CNN reports that security officials have convinced President-elect Biden not to travel on Amtrak from Wilmington to Washington for his inauguration, which Biden had planned to do as a way of re-emphasizing his 40-plus-year commuting routine, which has always been part of his "Regular Joe" persona. Fearful that far-right domestic terrorists might attack him either en route or at D.C.’s Union Station, they have convinced a reluctant Biden to make the trip by other, unspecified-for-security-reasons means. This shift in commute uncannily echoes Abraham Lincoln’s arrival in Washington on the eve of his own inauguration. Allan Pinkerton, then a private detective engaged by the Pennsylvania Railroad, had discovered irrefutable evidence that Southern sympathizers had detailed plans to assassinate Lincoln when his train stopped at Baltimore en route to
the capital.

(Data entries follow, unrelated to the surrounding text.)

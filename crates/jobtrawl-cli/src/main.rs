use anyhow::Result;
use clap::{Parser, Subcommand};
use jobtrawl_sync::{SyncConfig, TriggerOutcome};
use tracing_subscriber::{layer::SubscriberExt, util::SubscriberInitExt};

#[derive(Debug, Parser)]
#[command(name = "jobtrawl")]
#[command(about = "Job listing scraper: scrape, enrich, migrate, serve")]
struct Cli {
    #[command(subcommand)]
    command: Option<Commands>,
}

#[derive(Debug, Subcommand)]
enum Commands {
    /// Run one scrape cycle over every configured target.
    Sync,
    /// Backfill detail-page fields for stored postings.
    Enrich {
        /// Rows read per keyset page; defaults to JOBTRAWL_ENRICH_PAGE_SIZE.
        #[arg(long)]
        page_size: Option<u32>,
    },
    /// Apply pending database migrations and exit.
    Migrate,
    /// Serve the HTTP API and run the scheduler.
    Serve,
}

#[tokio::main]
async fn main() -> Result<()> {
    dotenvy::dotenv().ok();
    tracing_subscriber::registry()
        .with(
            tracing_subscriber::EnvFilter::try_from_default_env()
                .unwrap_or_else(|_| "info,jobtrawl=debug,sqlx=warn".into()),
        )
        .with(tracing_subscriber::fmt::layer().with_target(true))
        .init();

    let cli = Cli::parse();
    let command = cli.command.unwrap_or(Commands::Sync);
    tracing::debug!(?command, "jobtrawl starting");

    match command {
        Commands::Sync => match jobtrawl_sync::run_sync_once_from_env().await? {
            TriggerOutcome::Completed(summary) => println!(
                "sync complete: run_id={} targets={} failed_targets={} inserted={} duplicates={} failed_writes={} timed_out={}",
                summary.run_id,
                summary.targets,
                summary.targets_failed,
                summary.inserted,
                summary.skipped_duplicates,
                summary.failed_writes,
                summary.timed_out
            ),
            TriggerOutcome::AlreadyRunning => println!("sync skipped: a cycle is already running"),
        },
        Commands::Enrich { page_size } => {
            let (config, services) = jobtrawl_sync::services_from_env().await?;
            let page_size = page_size.unwrap_or(config.enrich_page_size);
            match services.enricher.enrich_all(page_size).await? {
                TriggerOutcome::Completed(summary) => println!(
                    "enrich complete: run_id={} scanned={} enriched={} skipped={} unchanged={} failed={}",
                    summary.run_id,
                    summary.scanned,
                    summary.enriched,
                    summary.skipped_enriched,
                    summary.unchanged,
                    summary.failed
                ),
                TriggerOutcome::AlreadyRunning => println!("enrich skipped: already running"),
            }
        }
        Commands::Migrate => {
            jobtrawl_sync::connect_store(&SyncConfig::from_env()).await?;
            println!("migrations applied");
        }
        Commands::Serve => jobtrawl_web::serve_from_env().await?,
    }

    Ok(())
}
impl From<Option<String>> for FieldValue {
    fn from(value: Option<String>) -> Self {
        match value {
            Some(value) => Self::Present(value),
            None => Self::Unavailable,
        }
    }
}

impl From<FieldValue> for Option<String> {
    fn from(value: FieldValue) -> Self {
        match value {
            FieldValue::Present(value) => Some(value),
            FieldValue::Unavailable => None,
        }
    }
}

/// Store-assigned surrogate key. Never changes after creation.
#[derive(Debug, Clone, Copy, PartialEq, Eq, PartialOrd, Ord, Hash, Serialize, Deserialize)]
#[serde(transparent)]
pub struct PostingId(pub i64);

impl PostingId {
    /// Cursor value that sorts before every stored id.
    pub const START: PostingId = PostingId(0);

    pub fn get(self) -> i64 {
        self.0
    }
}

impl fmt::Display for PostingId {
    fn fmt(&self, f: &mut fmt::Formatter<'_>) -> fmt::Result {
        write!(f, "{}", self.0)
    }
}

/// Descriptive attributes of a posting, named after their persisted columns.
#[derive(Debug, Clone, PartialEq, Eq, Default, Serialize, Deserialize)]
#[serde(default)]
pub struct PostingFields {
    #[serde(rename = "job_title")]
    pub title: FieldValue,
    #[serde(rename = "job_link")]
    pub link: FieldValue,
    pub company_name: FieldValue,
    pub company_link: FieldValue,
    #[serde(rename = "job_source")]
    pub source_name: FieldValue,
    #[serde(rename = "job_location")]
    pub location: FieldValue,
    pub salary: FieldValue,
    #[serde(rename = "job_type")]
    pub employment_type: FieldValue,
    #[serde(rename = "job_description")]
    pub description: FieldValue,
    #[serde(rename = "job_posted_date")]
    pub posted_date: FieldValue,
}

impl PostingFields {
    /// Every textual column in persisted order, paired with its column name.
    pub fn columns(&self) -> [(&'static str, &FieldValue); 10] {
        [
            ("job_title", &self.title),
            ("job_link", &self.link),
            ("company_name", &self.company_name),
            ("company_link", &self.company_link),
            ("job_source", &self.source_name),
            ("job_location", &self.location),
            ("salary", &self.salary),
            ("job_type", &self.employment_type),
            ("job_description", &self.description),
            ("job_posted_date", &self.posted_date),
        ]
    }

    pub fn detail(&self) -> DetailFields {
        DetailFields {
            description: self.description.clone(),
            employment_type: self.employment_type.clone(),
            salary: self.salary.clone(),
        }
    }

    pub fn missing_count(&self) -> usize {
        self.columns().iter().filter(|(_, v)| v.is_unavailable()).count()
    }
}

/// Fields that are only reliably available on a posting's detail page.
#[derive(Debug, Clone, PartialEq, Eq, Default, Serialize, Deserialize)]
pub struct DetailFields {
    pub description: FieldValue,
    pub employment_type: FieldValue,
    pub salary: FieldValue,
}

Overcoming Lincoln’s initial objections, Pinkerton persuaded him to steal away, under the cloak of—well, under the cloak of a cloak—from his inaugural train, from whose rear deck he had made multiple public appearances during the journey from Springfield to D.C. Pinkerton then had Lincoln board a different train, whereon he slipped undetected through Baltimore in the middle of the night to arrive, unharmed and unheralded, in Washington later that morning. If this isn’t an ominous historical parallel, I don’t know what is. We have the abandonment of the inaugural
train in favor of a safer, unpublicized means. We have threats from, in both cases, terrorists in the cause of white supremacy, who now as then constitute one wing of a major political party (then, a Democratic Party rooted in the white South; now, a Republican Party rooted in the white South). We have malign fantasies spun about the party and president about to take the power conferred on them by the electorate by mendacious media outlets—then, The Charleston Mercury; now, Fox News and right-wing radio. Sixty-two years after
Lincoln’s inauguration and 98 years before Biden’s, William Butler Yeats, writing of his own time’s Irish conflicts, authored the poem "Meditations in Time of Civil War," two lines from which provide a decent guide to how American conservatism devolved into terrorist apologism:
We had fed the heart on fantasies, The heart’s grown brutal from the fare …
The Irish poet Biden likes to quote is Seamus Heaney, particularly his poem "The Cure of Troy," which contains the lines:
But then, once in a lifetime The longed for tidal wave Of justice can rise up And hope and history rhyme.
How we get from the world of Yeats’s vision to the world of Heaney’s is by no means clear, but we have to incessantly try.